My name is Dr. Stephen Sonis.
I'm at Brigham and Women's Hospital and
the Dana-Farber Cancer Institute in Austin and
I also work with a company called Biomodels.
What I'd like to do this morning is discuss three things really.
One is the epidemiology and the background of oral mucositis,
a little bit about its history,
talk about the pathobiology, the treatment opportunities.
And, finally, how to predict the risk of mucositis
as we move ahead with precision medicine.
0:38
Regimen-related toxicities are not new.
Sidney Farber, who is actually a pathologist at Children's Hospital in Boston,
and was devastated to see the effects of
leukemia on children towards around the end of the Second World War,
one of the first people to use chemotherapy.
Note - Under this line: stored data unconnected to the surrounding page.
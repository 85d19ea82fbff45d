//! User endpoints

use std::sync::Arc;

use axum::{extract::State, routing::{get, put}, Json, Router};
use serde::{Deserialize, Serialize};

use crate::db::repos::{User, UserRepo};
use crate::http::error::ApiError;
use crate::http::extractors::{ValidJson, ValidUserId};
use crate::http::server::AppState;
use crate::models::NewUser;

/// Create/update user request
#[derive(Debug, Deserialize)]
pub struct UserRequest {
    pub name: String,
    pub email: String,
}

impl UserRequest {
    fn validate(&self) -> Result<NewUser, ApiError> {
        Ok(NewUser::new(&self.name, &self.email)?)
    }
}

/// User response
#[derive(Debug, Serialize)]
pub struct UserResponse {
    pub id: i32,
    pub name: String,
    pub email: String,
    pub created_at: String,
}

impl From<User> for UserResponse {
    fn from(u: User) -> Self {
        Self {
            id: u.id,
            name: u.name,
            email: u.email,
            created_at: u.created_at.to_rfc3339(),
        }
    }
}

/// Write acknowledgement, e.g. `{"result":"created"}`
#[derive(Debug, Serialize)]
pub struct ResultResponse {
    pub result: &'static str,
}

impl ResultResponse {
    fn json(result: &'static str) -> Json<Self> {
        Json(Self { result })
    }
}

/// GET /users - every user, newest id first
async fn list_users(
    State(state): State<Arc<AppState>>,
) -> Result<Json<Vec<UserResponse>>, ApiError> {
    let users = UserRepo::new(&state.pool).list().await?;
    Ok(Json(users.into_iter().map(UserResponse::from).collect()))
}

/// POST /users - create a user; the new id is not returned
async fn create_user(
    State(state): State<Arc<AppState>>,
    ValidJson(req): ValidJson<UserRequest>,
) -> Result<Json<ResultResponse>, ApiError> {
    let user = req.validate()?;
    UserRepo::new(&state.pool).create(&user).await?;
    Ok(ResultResponse::json("created"))
}

/// PUT /users/{id} - replace name and email
async fn update_user(
    State(state): State<Arc<AppState>>,
    ValidUserId(id): ValidUserId,
    ValidJson(req): ValidJson<UserRequest>,
) -> Result<Json<ResultResponse>, ApiError> {
    let user = req.validate()?;
    UserRepo::new(&state.pool).update(id, &user).await?;
    Ok(ResultResponse::json("updated"))
}

/// DELETE /users/{id}
async fn delete_user(
    State(state): State<Arc<AppState>>,
    ValidUserId(id): ValidUserId,
) -> Result<Json<ResultResponse>, ApiError> {
    UserRepo::new(&state.pool).delete(id).await?;
    Ok(ResultResponse::json("deleted"))
}

/// User routes
pub fn router() -> Router<Arc<AppState>> {
    Router::new()
        .route("/users", get(list_users).post(create_user))
        .route("/users/{id}", put(update_user).delete(delete_user))
}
And the figure on the right, Madame Curie,
at around the end of the First World War,
started to develop radiation therapy as a treatment modality for tumors.
Both noted, consistently, from the start of their work that oral mucosal toxicities
and oral mucositis mouth sores were
a significant and devastating problem for their patients.
1:19
In this slide, you can see on the left side a historic picture of one
of the early radiation sources for the treatment of cancers. And then on the right,
obviously, a modern picture of a patient with a mask on receiving
intensity modulated radiation therapy for a tumor of the head and neck.
And despite the change in the technology,
virtually 100% of these patients develop toxicities of the oral cavity.